Infusing Student Voice into Re-Imagining Wellness at Denison

Design Thinking, Innovation and Entrepreneurship Health & Wellness Wellness Center
October 28, 2019

Imagine traveling through the Student Union and being approached by peers flashing photos of possible designs for a wellness center — asking what matters to you. That was exactly what Denison students experienced.

As our campus re-imagines student wellness, students are co-constructors of our approach to wellness. And as we build a stunning new wellness center, they have influence over the design. As part of their work with the Research, Engagement and Design (RED) Corps, Data Analytics major Morgan Hogenmiller ‘19 and Biology and Spanish double major Bella Kohrs ‘21 set out to understand what students might hope to see in our new wellness center, on which we’re expecting to break ground in 2020.

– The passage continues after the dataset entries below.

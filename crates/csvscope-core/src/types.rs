//! Shared types for the csvscope client.

use std::collections::{BTreeMap, HashSet};
use std::fmt;
use std::rc::Rc;

use serde::Deserialize;

use crate::messages;

/// A file the user picked or dropped that passed validation.
///
/// Holds the display name and the file contents. The bytes are read
/// once, at selection time, and shared by reference afterwards so that
/// re-uploading the same file does not copy them again.
#[derive(Clone, PartialEq, Eq)]
pub struct SelectedFile {
    name: String,
    bytes: Rc<[u8]>,
}

impl SelectedFile {
    /// Create a selected file from its name and contents.
    #[must_use]
    pub fn new(name: impl Into<String>, bytes: impl Into<Rc<[u8]>>) -> Self {
        Self {
            name: name.into(),
            bytes: bytes.into(),
        }
    }

    /// The filename as the browser reported it.
    #[must_use]
    pub fn name(&self) -> &str {
        &self.name
    }

    /// The raw file contents.
    #[must_use]
    pub fn bytes(&self) -> &[u8] {
        &self.bytes
    }

    /// Size of the file in bytes.
    #[must_use]
    pub fn len(&self) -> usize {
        self.bytes.len()
    }

    /// Returns `true` if the file is empty.
    #[must_use]
    pub fn is_empty(&self) -> bool {
        self.bytes.is_empty()
    }
}

impl fmt::Debug for SelectedFile {
    fn fmt(&self, f: &mut fmt::Formatter<'_>) -> fmt::Result {
        f.debug_struct("SelectedFile")
            .field("name", &self.name)
            .field("len", &self.bytes.len())
            .finish()
    }
}

/// A single cell value in a preview row.
///
/// The analysis service emits plain JSON scalars; anything else in a
/// row (arrays, objects) fails decoding.
#[derive(Debug, Clone, PartialEq, Deserialize)]
#[serde(untagged)]
pub enum Scalar {
    /// JSON `null` (a missing value in the source CSV).
    Null,
    /// JSON `true` / `false`.
    Bool(bool),
    /// Any JSON number. Kept as [`serde_json::Number`] so large
    /// integers are displayed without float rounding.
    Number(serde_json::Number),
    /// Any JSON string.
    String(String),
}

impl Scalar {
    /// Returns `true` for [`Scalar::Null`].
    #[must_use]
    pub const fn is_null(&self) -> bool {
        matches!(self, Self::Null)
    }
}

impl fmt::Display for Scalar {
    fn fmt(&self, f: &mut fmt::Formatter<'_>) -> fmt::Result {
        match self {
            Self::Null => f.write_str("null"),
            Self::Bool(b) => write!(f, "{b}"),
            Self::Number(n) => write!(f, "{n}"),
            Self::String(s) => f.write_str(s),
        }
    }
}

/// One preview row: column name to value.
///
/// The producer guarantees every row carries every column; the client
/// does not check this and renders a missing key like `null`.
pub type Row = BTreeMap<String, Scalar>;

/// Structural description of the uploaded CSV.
///
/// `columns` preserves source order. `types` and `null_counts` are keyed
/// by column name and must cover exactly the names in `columns`; see
/// [`Schema::check`].
#[derive(Debug, Clone, PartialEq, Eq, Deserialize)]
pub struct Schema {
    /// Column names in source order.
    pub columns: Vec<String>,
    /// Inferred type label per column (e.g. `int64`, `object`).
    pub types: BTreeMap<String, String>,
    /// Number of missing values per column.
    pub null_counts: BTreeMap<String, u64>,
}

impl Schema {
    /// Inferred type label for `column`, if reported.
    #[must_use]
    pub fn type_of(&self, column: &str) -> Option<&str> {
        self.types.get(column).map(String::as_str)
    }

    /// Null count for `column`, if reported.
    #[must_use]
    pub fn null_count(&self, column: &str) -> Option<u64> {
        self.null_counts.get(column).copied()
    }

    /// Verify the key-set invariant.
    ///
    /// # Errors
    ///
    /// Returns the first violation found: a repeated column name, a
    /// column with no type or null count, or a type / null count keyed by
    /// a name that is not a column.
    pub fn check(&self) -> Result<(), SchemaError> {
        let mut seen = HashSet::with_capacity(self.columns.len());
        for column in &self.columns {
            if !seen.insert(column.as_str()) {
                return Err(SchemaError::DuplicateColumn(column.clone()));
            }
            if !self.types.contains_key(column) {
                return Err(SchemaError::MissingType(column.clone()));
            }
            if !self.null_counts.contains_key(column) {
                return Err(SchemaError::MissingNullCount(column.clone()));
            }
        }
        if let Some(extra) = self.types.keys().find(|k| !seen.contains(k.as_str())) {
            return Err(SchemaError::UnknownColumn(extra.clone()));
        }
        if let Some(extra) = self.null_counts.keys().find(|k| !seen.contains(k.as_str())) {
            return Err(SchemaError::UnknownColumn(extra.clone()));
        }
        Ok(())
    }
}

/// A schema whose `types` / `null_counts` disagree with `columns`.
#[derive(Debug, Clone, PartialEq, Eq, thiserror::Error)]
pub enum SchemaError {
    #[error("column {0:?} appears more than once")]
    DuplicateColumn(String),

    #[error("no type reported for column {0:?}")]
    MissingType(String),

    #[error("no null count reported for column {0:?}")]
    MissingNullCount(String),

    #[error("schema describes unknown column {0:?}")]
    UnknownColumn(String),
}

/// Successful response from the analysis service.
#[derive(Debug, Clone, PartialEq, Deserialize)]
pub struct AnalysisResult {
    /// Column names, types and null counts.
    pub schema: Schema,
    /// Leading rows of the parsed CSV, in file order.
    pub preview: Vec<Row>,
}

/// Everything that can go wrong between picking a file and seeing its
/// preview.
///
/// The `Display` text of each variant is what the user sees. None of
/// these are fatal: after any of them the user can pick another file or
/// press upload again.
#[derive(Debug, Clone, PartialEq, Eq, thiserror::Error)]
pub enum ClientError {
    /// The candidate file's name does not end in `.csv`.
    #[error("{}", messages::UNSUPPORTED_FILE)]
    UnsupportedFile,

    /// Upload was triggered with no file selected.
    #[error("{}", messages::NO_FILE_SELECTED)]
    NoFileSelected,

    /// Upload was triggered while another one is still in flight.
    #[error("{}", messages::UPLOAD_IN_PROGRESS)]
    UploadInProgress,

    /// The browser could not read the selected file.
    #[error("Failed to read file: {0}")]
    ReadFile(String),

    /// The request never completed (DNS, CORS, connection reset, ...).
    #[error("{}", or_upload_failed(.0))]
    Network(String),

    /// The service answered with a non-2xx status.
    #[error("Error: {code}{}", leading_space(.text))]
    Status {
        /// HTTP status code.
        code: u16,
        /// HTTP reason phrase; may be empty (HTTP/2 omits it).
        text: String,
    },

    /// No response arrived before the upload deadline.
    #[error("{}", messages::UPLOAD_TIMED_OUT)]
    TimedOut,

    /// 2xx response whose body is not a valid analysis result.
    #[error("Unexpected response from server: {0}")]
    MalformedResponse(String),
}

impl ClientError {
    /// Returns `true` for failures of the upload itself, where pressing
    /// upload again may succeed. Local rejections return `false`.
    #[must_use]
    pub const fn is_retryable(&self) -> bool {
        matches!(
            self,
            Self::Network(_) | Self::Status { .. } | Self::TimedOut | Self::MalformedResponse(_)
        )
    }
}

fn or_upload_failed(detail: &str) -> &str {
    if detail.trim().is_empty() {
        messages::UPLOAD_FAILED
    } else {
        detail
    }
}

fn leading_space(text: &str) -> String {
    if text.is_empty() {
        String::new()
    } else {
        format!(" {text}")
    }
}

Kohrs shares “Students at Denison have demonstrated interest in how to improve wellness on campus, and we aimed to gather input on how students would like to see our new Wellness Center develop as it replaces the current Wellness Center at Whisler Hall.”

Hogenmiller added, “Conversations about mental health have become prevalent nationwide, many of them specifically targeting the mental health of college campuses. Mental health is not only important on an individual level, but to the well-being of a community at large.”

Tasked with the opportunity to gain insight from their peers on the design of a new building, Kohrs and Hogenmiller asked their peers how they wanted the new wellness center to feel, what aesthetics they felt were most conducive to wellness and comfort, and finally, what amenities might help relieve stress and improve well-being on a day-to-day basis.

In order to gather student input, they implemented a few different methodologies. First, they approached students in the Slayter Student Union with a very short survey asking them to imagine what the new Wellness Center could possibly be.

When asking their second set of questions about the aesthetic preferences for the new building, they put their participants in a wellness mindset, collaborating with the staff at the Wellness Center at Whisler Hall to plan a “De-Stress Fest” with smoothies, massages and therapy dogs — all wellness resources which had been suggested in previous RED Corps-gathered research.

Kohrs and Hogenmiller posted photos of possible interior aesthetics for the new wellness center and asked fellow students what they might most appreciate in the new building, specifically collecting feedback on entrances, hangout spaces and the teaching kitchen.

They showed students various images of wellness spaces and asked peers to rank and identify which photos they most preferred, gleaning insight not only into the actual images selected but through explanations of why a particular photo resonated with them. From that exercise, they found that students preferred a softer, more natural ambiance, natural lighting, big windows, and greenery that gave a natural feeling.

Their data indicated that students wanted a novel and inviting space on campus, with peers most commonly articulating that they wanted the new Wellness Center to feel “relaxed,” “aesthetically pleasing,” and “separated from work.”

Students voiced that they did not want this new space to harbor feelings of stress, anxiety, and business. Additionally, students indicated a dislike for more modern and sterile architecture, nor did they gravitate to bold colors, white LED lighting, or austere white work spaces.

Through their research, RED Corps solicited feedback on the amenities students wanted available within the new wellness center. Students expressed interest in massages, a healthy snack bar, juice and tea bar, pets and yoga. Resources like these, as well as health promotion in general, are imperative to how we can foster a culture of wellness, rather than a place of treatment or reaction.

Hogenmiller explained this saying, “We believe that the insights we gained from this research project about feelings, aesthetics, and amenities should not and will not replace the need for counseling professionals, but rather have the potential to help students manage stress and improve their well-being on a day-to-day basis.” RED Corps shared these findings with Wellness Center staff and the design firm to infuse student voices into the creation of the center. As Denison becomes a leader in the field of student wellness and holistic approaches to student wellness, we are proud and excited that student voice has been an integral part of our process.

Kohrs added, “Through this project, our group learned valuable lessons on the importance of mental health on Denison’s campus and how invested students are in making positive changes to the system in place. This showed us how much students care about the subject of mental and holistic health on campus, and how much they want to be informed about not only about how Denison is strengthening this culture but also how students can be agents of change in this shifting our campus culture to create an ecosystem of wellness.”

RED Corps and the Wellness Center continue to gather input and insight from students about how they imagine our culture of wellness on campus.